Vodafone, Altice form FTTH joint venture in Germany

  • Vodafone and Altice are forming a FTTH joint venture (JV) in Germany
  • The JV will take fibre access lines to 7 million homes
  • About 80% of those homes are already in Vodafone Germany’s footprint 
  • Vodafone will, in time, get €1.2bn from Altice as part of the JV deal

Vodafone is slicing and dicing (and even splicing!) its fixed broadband network assets in Germany by forming a fibre-to-the-home (FTTH) joint venture (JV) with Altice, the pan-European operator owned by billionaire businessman Patrick Drahi. The JV aims to invest €7bn over the next six years to build a wholesale network that will pass 7 million German homes with fibre broadband lines. 

The 7 million households to be passed comprise 5.4 million homes in large housing associations that are already in Vodafone Germany’s cable broadband footprint but “are interested in FTTH upgrades,” according to the operator. The other 1.6 million households are in areas beyond, but adjacent to, Vodafone’s current footprint. 

It’s worth noting that the fibre lines to be built in Vodafone’s existing footprint will not be replacing the existing cable broadband access network, but built to run alongside it, giving households the option of sticking with Vodafone’s DOCSIS-powered cable broadband service or switching to a FTTH service. 

So Vodafone is bringing existing networked areas and its relationships with the housing associations to the JV, while Altice is bringing its “unique FTTH rollout, wholesale and operational expertise” to the party. A subsidiary of Altice, Geodesia, will be awarded the contract for most of the fibre access network rollout and maintenance. 

Vodafone Germany will be the anchor tenant on the wholesale network, but other ISPs will also be able to use the FTTH network to market competitive service, ultimately giving the 5.4 million homes currently sporting a cable broadband connection the chance to switch to an alternative broadband service provider.  

As part of the JV deal, Altice will pay up to €1.2bn to Vodafone, comprising €120m once the JV is formed (expected in the first half of 2023), up to €487m as the network is built out, and up to €595m in “earn-out” payments that will be dependent on the the JV’s financial performance. 

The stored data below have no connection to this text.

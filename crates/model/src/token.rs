use indexmap::IndexMap;
use serde_json::Number;
use std::fmt;

use crate::error::Result;
use crate::pointer::Pointer;

/// Children of an inner node, in file insertion order
pub type TokenMap = IndexMap<String, Token>;

/// A literal leaf value
#[derive(Debug, Clone, PartialEq)]
pub enum Scalar {
    String(String),
    Number(Number),
    Bool(bool),
}

impl Scalar {
    /// Textual form used for every loose comparison.
    ///
    /// Integral floats render without a fractional part (`4.0` → `"4"`),
    /// matching how the source tool stringifies numbers.
    pub fn coerce(&self) -> String {
        match self {
            Self::String(s) => s.clone(),
            Self::Bool(b) => b.to_string(),
            Self::Number(n) => format_number(n),
        }
    }

    pub fn as_str(&self) -> Option<&str> {
        match self {
            Self::String(s) => Some(s),
            _ => None,
        }
    }

    pub fn as_f64(&self) -> Option<f64> {
        match self {
            Self::Number(n) => n.as_f64(),
            _ => None,
        }
    }

    /// Build a numeric scalar, falling back to text for non-finite input
    pub fn from_f64(value: f64) -> Self {
        if value.is_finite() && value.fract() == 0.0 && value.abs() < 9.0e15 {
            return Self::Number(Number::from(value as i64));
        }
        Number::from_f64(value)
            .map(Self::Number)
            .unwrap_or_else(|| Self::String(value.to_string()))
    }
}

fn format_number(n: &Number) -> String {
    if n.is_i64() || n.is_u64() {
        return n.to_string();
    }
    match n.as_f64() {
        Some(f) if f.is_finite() && f.fract() == 0.0 && f.abs() < 9.0e15 => format!("{f:.0}"),
        Some(f) => f.to_string(),
        None => n.to_string(),
    }
}

impl fmt::Display for Scalar {
    fn fmt(&self, f: &mut fmt::Formatter<'_>) -> fmt::Result {
        f.write_str(&self.coerce())
    }
}

impl From<&str> for Scalar {
    fn from(value: &str) -> Self {
        Self::String(value.to_string())
    }
}

impl From<String> for Scalar {
    fn from(value: String) -> Self {
        Self::String(value)
    }
}

impl From<i64> for Scalar {
    fn from(value: i64) -> Self {
        Self::Number(Number::from(value))
    }
}

impl From<u64> for Scalar {
    fn from(value: u64) -> Self {
        Self::Number(Number::from(value))
    }
}

impl From<f64> for Scalar {
    fn from(value: f64) -> Self {
        Self::from_f64(value)
    }
}

impl From<bool> for Scalar {
    fn from(value: bool) -> Self {
        Self::Bool(value)
    }
}

/// Spelling of the single key of a reference object
#[derive(Debug, Clone, Copy, PartialEq, Eq, Default)]
pub enum RefStyle {
    /// `{"ref": "..."}`
    #[default]
    Plain,
    /// `{"$ref": "..."}`, as written by older tooling
    Dollar,
}

impl RefStyle {
    pub const fn key(self) -> &'static str {
        match self {
            Self::Plain => "ref",
            Self::Dollar => "$ref",
        }
    }

    pub fn from_key(key: &str) -> Option<Self> {
        match key {
            "ref" => Some(Self::Plain),
            "$ref" => Some(Self::Dollar),
            _ => None,
        }
    }
}

/// Symbolic pointer to another leaf
#[derive(Debug, Clone, PartialEq)]
pub struct Reference {
    pub pointer: String,
    pub style: RefStyle,
}

impl Reference {
    pub fn new(pointer: impl Into<String>) -> Self {
        Self {
            pointer: pointer.into(),
            style: RefStyle::Plain,
        }
    }

    #[must_use]
    pub fn with_style(mut self, style: RefStyle) -> Self {
        self.style = style;
        self
    }

    /// Parse the pointer text
    pub fn parse(&self) -> Result<Pointer> {
        Pointer::parse(&self.pointer)
    }
}

/// A node of the token graph
#[derive(Debug, Clone, PartialEq)]
pub enum Token {
    Literal(Scalar),
    Reference(Reference),
    Node(TokenMap),
}

impl Token {
    /// Empty inner node
    pub fn node() -> Self {
        Self::Node(TokenMap::new())
    }

    pub fn literal(value: impl Into<Scalar>) -> Self {
        Self::Literal(value.into())
    }

    pub fn reference(pointer: impl Into<String>) -> Self {
        Self::Reference(Reference::new(pointer))
    }

    pub const fn is_node(&self) -> bool {
        matches!(self, Self::Node(_))
    }

    pub const fn is_leaf(&self) -> bool {
        !self.is_node()
    }

    pub const fn as_node(&self) -> Option<&TokenMap> {
        match self {
            Self::Node(map) => Some(map),
            _ => None,
        }
    }

    pub fn as_node_mut(&mut self) -> Option<&mut TokenMap> {
        match self {
            Self::Node(map) => Some(map),
            _ => None,
        }
    }

    pub const fn as_literal(&self) -> Option<&Scalar> {
        match self {
            Self::Literal(scalar) => Some(scalar),
            _ => None,
        }
    }

    pub const fn as_reference(&self) -> Option<&Reference> {
        match self {
            Self::Reference(reference) => Some(reference),
            _ => None,
        }
    }

    /// Direct child lookup; `None` for leaves
    pub fn get(&self, key: &str) -> Option<&Token> {
        self.as_node()?.get(key)
    }

    /// Walk `path` from this node
    pub fn get_path<S: AsRef<str>>(&self, path: &[S]) -> Option<&Token> {
        path.iter()
            .try_fold(self, |current, segment| current.get(segment.as_ref()))
    }

    /// Every non-node token below this one, depth first in insertion order,
    /// with its path relative to `self`
    pub fn leaves(&self) -> Vec<(Vec<String>, &Token)> {
        let mut out = Vec::new();
        collect_leaves(self, &mut Vec::new(), &mut out);
        out
    }

    /// Set `value` at `path`, creating containers on the way.
    ///
    /// Leaves found where a container is needed are replaced.
    #[must_use]
    pub fn with_leaf<S: AsRef<str>>(self, path: &[S], value: Token) -> Token {
        let Some((head, rest)) = path.split_first() else {
            return value;
        };
        let mut map = match self {
            Self::Node(map) => map,
            _ => TokenMap::new(),
        };
        let key = head.as_ref();
        let child = map
            .get_mut(key)
            .map(|slot| std::mem::replace(slot, Token::node()))
            .unwrap_or_else(Token::node);
        insert_preserving(&mut map, key, child.with_leaf(rest, value));
        Self::Node(map)
    }

    /// Deep merge: nodes merge key by key, anything else in `other` wins
    #[must_use]
    pub fn merged(self, other: Token) -> Token {
        match (self, other) {
            (Self::Node(mut base), Self::Node(incoming)) => {
                for (key, value) in incoming {
                    let merged = match base.get(&key) {
                        Some(existing) => existing.clone().merged(value),
                        None => value,
                    };
                    insert_preserving(&mut base, &key, merged);
                }
                Self::Node(base)
            }
            (_, other) => other,
        }
    }

    /// Remove the token at `path`, then drop containers left empty whose
    /// depth exceeds `keep_depth`. Returns the new tree and whether anything
    /// was removed.
    #[must_use]
    pub fn without<S: AsRef<str>>(self, path: &[S], keep_depth: usize) -> (Token, bool) {
        match self {
            Self::Node(mut map) => {
                let removed = remove_at(&mut map, path, 0, keep_depth);
                (Self::Node(map), removed)
            }
            other => (other, false),
        }
    }

    pub fn is_empty_node(&self) -> bool {
        self.as_node().is_some_and(IndexMap::is_empty)
    }
}

impl From<Scalar> for Token {
    fn from(value: Scalar) -> Self {
        Self::Literal(value)
    }
}

impl From<Reference> for Token {
    fn from(value: Reference) -> Self {
        Self::Reference(value)
    }
}

fn collect_leaves<'a>(
    token: &'a Token,
    prefix: &mut Vec<String>,
    out: &mut Vec<(Vec<String>, &'a Token)>,
) {
    match token {
        Token::Node(map) => {
            for (key, child) in map {
                prefix.push(key.clone());
                collect_leaves(child, prefix, out);
                prefix.pop();
            }
        }
        leaf => out.push((prefix.clone(), leaf)),
    }
}

/// Insert keeping the key's original position when it already existed
fn insert_preserving(map: &mut TokenMap, key: &str, value: Token) {
    if let Some(slot) = map.get_mut(key) {
        *slot = value;
    } else {
        map.insert(key.to_string(), value);
    }
}

fn remove_at<S: AsRef<str>>(map: &mut TokenMap, path: &[S], depth: usize, keep: usize) -> bool {
    let Some((head, rest)) = path.split_first() else {
        return false;
    };
    if rest.is_empty() {
        return map.shift_remove(head.as_ref()).is_some();
    }
    let Some(Token::Node(child)) = map.get_mut(head.as_ref()) else {
        return false;
    };
    let removed = remove_at(child, rest, depth + 1, keep);
    if removed && child.is_empty() && depth + 1 > keep {
        map.shift_remove(head.as_ref());
    }
    removed
}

“Altice’s existing presence in Germany through Geodesia, its unique track record in operating over 45 million homes with the latest very high-speed fibre networks across Europe and the US, together with Vodafone’s competitive position as anchor tenant, will help us establish one of the largest FTTH ventures in Europe,” stated David Drahi, co-CEO of Altice. “We have pioneered fibre joint ventures in France and Portugal, and are thus thrilled to be able to replicate such a feat in Germany with such a partner,” he added. 

The move is an interesting one by Vodafone. It has stated on a number of occasions that it is happy to evolve its cable broadband network and has no plans to stop using DOCSIS technology and switch its entire fixed broadband network in Germany to fibre. Indeed, in today’s announcement about the JV with Altice it states: “This partnership with Altice is complementary to Vodafone’s clear upgrade plans for its existing hybrid fibre cable network. This includes bringing fibre connections closer to all connected homes through ‘node splitting’ and DOCSIS 3.1 ‘high split’, which enables download speeds of over 3Gbps. These upgrade plans, coupled with next generation-technology advances, such as DOCSIS 4.0, provide a path to 10Gbps speeds across our hybrid fibre cable network over time.”   

It has also noted that any new fixed broadband network its builds will use FTTH technology rather than cable broadband technology, as is the case here with the 1.6 million households outside its existing footprint, but it’s clear that Vodafone also recognises that DOCSIS will not answer customers’ needs forever and that, in time, the “interest” in FTTH connectivity it is seeing from German housing associations will likely spread to other customer bases.   

It’s interesting also that Vodafone is opening itself up to ISP competition in the 5.6 million homes covered by the new JV that are already in its cable broadband footprint. It clearly has a lot of faith in its brand, marketing capabilities and ability to keep churn to a minimum, as losing millions of homes to rivals on a shared fibre network, in which it owns a 50% stake, could be regarded as reckless.